(Working data)
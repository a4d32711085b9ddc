/// Integration tests for whole sessions
///
/// These drive the public `Game` driver and simulation API through full
/// wave, life-loss, invasion and restart sequences.
use exostrike::consts::*;
use exostrike::persistence::MemoryScoreStore;
use exostrike::platform::Autopilot;
use exostrike::sim::behavior::Behavior;
use exostrike::sim::wave::{self, enemy_count};
use exostrike::sim::{
    Enemy, FormationPattern, GameEvent, GameOverReason, GamePhase, GameState, Projectile,
    TickInput,
};
use exostrike::{Game, Tuning};
use glam::Vec2;

const FRAME_MS: u64 = 16;

fn new_game(seed: u64) -> Game<MemoryScoreStore> {
    Game::new(Tuning::default(), seed, MemoryScoreStore::new()).unwrap()
}

/// Pin every enemy in place so bullets can be aimed at known positions
fn freeze_enemies(state: &mut GameState) {
    for enemy in &mut state.enemies {
        enemy.behavior = Behavior::Linear;
        enemy.vel = Vec2::ZERO;
        enemy.can_fire = false;
    }
}

/// A player bullet that lands inside `enemy` after one tick of travel
fn shot_at(enemy: &Enemy) -> Projectile {
    Projectile::player(enemy.pos + Vec2::new(13.0, 9.0 + PLAYER_BULLET_SPEED))
}

#[test]
fn test_clearing_first_wave_advances_to_second() {
    let mut game = new_game(2024);
    assert_eq!(game.state().wave, 1);
    assert_eq!(game.state().enemies.len(), 5);
    freeze_enemies(game.state_mut());

    let mut now = 0;
    let mut cleared = 0;
    for kill in 1..=5u64 {
        let target = game.state().enemies[0].clone();
        let bullet = shot_at(&target);
        game.state_mut().player_bullets.push(bullet);

        now += FRAME_MS;
        let events = game.step(&TickInput::default(), now);
        assert!(events.contains(&GameEvent::EnemyDestroyed {
            enemy_id: target.id,
            pos: target.center(),
        }));
        cleared += events
            .iter()
            .filter(|e| matches!(e, GameEvent::WaveCleared { .. }))
            .count();
        assert_eq!(game.state().score, kill * SCORE_PER_KILL);
    }

    let state = game.state();
    assert_eq!(state.score, 500);
    assert_eq!(state.wave, 2);
    assert_eq!(cleared, 1);
    assert_eq!(state.enemies.len(), enemy_count(state.tuning(), 2));
}

#[test]
fn test_last_life_lost_saves_score_once() {
    let mut game = new_game(77);
    game.state_mut().lives = 1;
    game.state_mut().score = 2300;
    let pos = game.state().player.pos + Vec2::new(18.0, 10.0);
    game.state_mut().enemy_bullets.push(Projectile::enemy(pos));

    game.step(&TickInput::default(), FRAME_MS);
    let state = game.state();
    assert_eq!(state.lives, 0);
    assert!(state.is_game_over());
    assert_eq!(
        state.phase,
        GamePhase::GameOver {
            reason: GameOverReason::LivesExhausted
        }
    );

    // Further ticks are ignored and never save again
    for i in 2..120 {
        game.step(&TickInput::default(), i * FRAME_MS);
    }
    assert_eq!(game.store().saved(), &[2300]);
}

#[test]
fn test_invasion_ends_game_with_lives_left() {
    let mut game = new_game(5);
    let front = game.state().player.pos.y;
    let enemy = &mut game.state_mut().enemies[0];
    enemy.behavior = Behavior::Linear;
    enemy.pos.y = front - ENEMY_SIZE + 1.0;

    game.step(&TickInput::default(), FRAME_MS);
    let state = game.state();
    assert_eq!(
        state.phase,
        GamePhase::GameOver {
            reason: GameOverReason::Invaded
        }
    );
    assert_eq!(state.lives, PLAYER_LIVES);
    assert_eq!(game.store().saved(), &[0]);
}

#[test]
fn test_restart_regenerates_first_wave() {
    let fresh = GameState::new(Tuning::default(), 31).unwrap();
    let mut game = new_game(31);

    let mut pilot = Autopilot::default();
    for _ in 0..600 {
        game.advance(TICK_MS, &mut pilot);
    }
    game.state_mut().end_game(GameOverReason::LivesExhausted);
    game.restart();

    let state = game.state();
    assert_eq!(state.score, 0);
    assert_eq!(state.wave, 1);
    assert_eq!(state.lives, PLAYER_LIVES);
    assert!(!state.is_game_over());
    assert!(state.player_bullets.is_empty());
    assert!(state.enemy_bullets.is_empty());
    assert!(state.particles.is_empty());

    let anchors: Vec<Vec2> = state.enemies.iter().map(|e| e.anchor).collect();
    let fresh_anchors: Vec<Vec2> = fresh.enemies.iter().map(|e| e.anchor).collect();
    assert_eq!(anchors, fresh_anchors);
}

#[test]
fn test_wave_five_speeds_up_enemy_fire() {
    let mut state = GameState::new(Tuning::default(), 8).unwrap();
    state.wave = 4;
    wave::start_wave(&mut state);
    let wave_four_interval = state.fire_interval_ms;
    freeze_enemies(&mut state);

    let bullets: Vec<Projectile> = state.enemies.iter().map(shot_at).collect();
    state.player_bullets.extend(bullets);
    exostrike::sim::tick(&mut state, &TickInput::default(), FRAME_MS);

    assert_eq!(state.wave, 5);
    assert!(state.events().iter().any(|e| matches!(
        e,
        GameEvent::WaveStarted {
            wave: 5,
            pattern: FormationPattern::Zigzag,
            ..
        }
    )));
    assert_eq!(
        state.fire_interval_ms,
        wave_four_interval - state.tuning().fire_interval_step_ms
    );
}

#[test]
fn test_fire_interval_clamped_at_floor() {
    let tuning = Tuning {
        base_fire_interval_ms: 1000,
        fire_interval_step_ms: 300,
        min_fire_interval_ms: 800,
        ..Default::default()
    };
    let mut state = GameState::new(tuning, 8).unwrap();
    assert_eq!(state.fire_interval_ms, 1000);
    state.wave = 5;
    wave::start_wave(&mut state);
    assert_eq!(state.fire_interval_ms, 800);
}

#[test]
fn test_autopilot_session_invariants() {
    let mut game = new_game(4242);
    let mut pilot = Autopilot::default();
    let mut last_score = 0;
    let mut last_wave = 1;
    let mut last_lives = PLAYER_LIVES;

    for _ in 0..20_000 {
        game.advance(TICK_MS, &mut pilot);
        let state = game.state();

        assert!(state.score >= last_score);
        assert_eq!(state.score % SCORE_PER_KILL, 0);
        assert!(state.wave >= last_wave);
        assert!(state.lives <= last_lives);
        assert!(!state.enemies.is_empty());
        assert!(state.particles.len() <= MAX_PARTICLES);
        assert!(state.player.pos.x >= 0.0);
        assert!(state.player.pos.x <= state.tuning().playfield_width - PLAYER_SIZE);
        assert_eq!(state.is_game_over(), matches!(state.phase, GamePhase::GameOver { .. }));

        last_score = state.score;
        last_wave = state.wave;
        last_lives = state.lives;
        if state.is_game_over() {
            break;
        }
    }

    if game.is_game_over() {
        assert_eq!(game.store().saved(), &[last_score]);
    } else {
        assert!(game.store().saved().is_empty());
    }
}
//! High score leaderboard
//!
//! An ordered list of integer scores, highest first, capped at ten entries.

use serde::{Deserialize, Serialize};

/// Maximum number of high scores to keep
pub const MAX_HIGH_SCORES: usize = 10;

/// High score leaderboard, sorted descending
#[derive(Debug, Clone, PartialEq, Eq, Serialize, Deserialize, Default)]
pub struct HighScores {
    scores: Vec<u64>,
}

impl HighScores {
    /// Create empty leaderboard
    pub fn new() -> Self {
        Self { scores: Vec::new() }
    }

    /// Build a board from scores in any order. Zeros are dropped and the
    /// result is sorted and trimmed.
    pub fn from_scores(scores: impl IntoIterator<Item = u64>) -> Self {
        let mut scores: Vec<u64> = scores.into_iter().filter(|&s| s > 0).collect();
        scores.sort_unstable_by(|a, b| b.cmp(a));
        scores.truncate(MAX_HIGH_SCORES);
        Self { scores }
    }

    /// Check if a score qualifies for the leaderboard
    pub fn qualifies(&self, score: u64) -> bool {
        if score == 0 {
            return false;
        }
        if self.scores.len() < MAX_HIGH_SCORES {
            return true;
        }
        // Must beat the lowest entry
        self.scores.last().is_none_or(|&lowest| score > lowest)
    }

    /// Get the rank a score would achieve (1-indexed, None if doesn't qualify)
    pub fn potential_rank(&self, score: u64) -> Option<usize> {
        if !self.qualifies(score) {
            return None;
        }
        let rank = self.scores.iter().position(|&s| score > s);
        Some(rank.unwrap_or(self.scores.len()) + 1)
    }

    /// Add a new score to the leaderboard (if it qualifies)
    /// Returns the rank achieved (1-indexed) or None if didn't qualify
    pub fn add_score(&mut self, score: u64) -> Option<usize> {
        let rank = self.potential_rank(score)?;
        self.scores.insert(rank - 1, score);
        self.scores.truncate(MAX_HIGH_SCORES);
        Some(rank)
    }

    /// Check if the leaderboard is empty
    pub fn is_empty(&self) -> bool {
        self.scores.is_empty()
    }

    pub fn len(&self) -> usize {
        self.scores.len()
    }

    /// Get the top score (if any)
    pub fn top_score(&self) -> Option<u64> {
        self.scores.first().copied()
    }

    /// Up to `n` scores, highest first
    pub fn top_n(&self, n: usize) -> Vec<u64> {
        self.scores.iter().take(n).copied().collect()
    }

    pub fn as_slice(&self) -> &[u64] {
        &self.scores
    }
}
(End Working data)
### [What is being asked]
Word for word, restate the lines above from the line containing "const FRAME_MS: u64 = 16;" through the line containing "now += FRAME_MS;", with both included and nothing else.

### [Answer section]
const FRAME_MS: u64 = 16;

fn new_game(seed: u64) -> Game<MemoryScoreStore> {
    Game::new(Tuning::default(), seed, MemoryScoreStore::new()).unwrap()
}

/// Pin every enemy in place so bullets can be aimed at known positions
fn freeze_enemies(state: &mut GameState) {
    for enemy in &mut state.enemies {
        enemy.behavior = Behavior::Linear;
        enemy.vel = Vec2::ZERO;
        enemy.can_fire = false;
    }
}

/// A player bullet that lands inside `enemy` after one tick of travel
fn shot_at(enemy: &Enemy) -> Projectile {
    Projectile::player(enemy.pos + Vec2::new(13.0, 9.0 + PLAYER_BULLET_SPEED))
}

#[test]
fn test_clearing_first_wave_advances_to_second() {
    let mut game = new_game(2024);
    assert_eq!(game.state().wave, 1);
    assert_eq!(game.state().enemies.len(), 5);
    freeze_enemies(game.state_mut());

    let mut now = 0;
    let mut cleared = 0;
    for kill in 1..=5u64 {
        let target = game.state().enemies[0].clone();
        let bullet = shot_at(&target);
        game.state_mut().player_bullets.push(bullet);

        now += FRAME_MS;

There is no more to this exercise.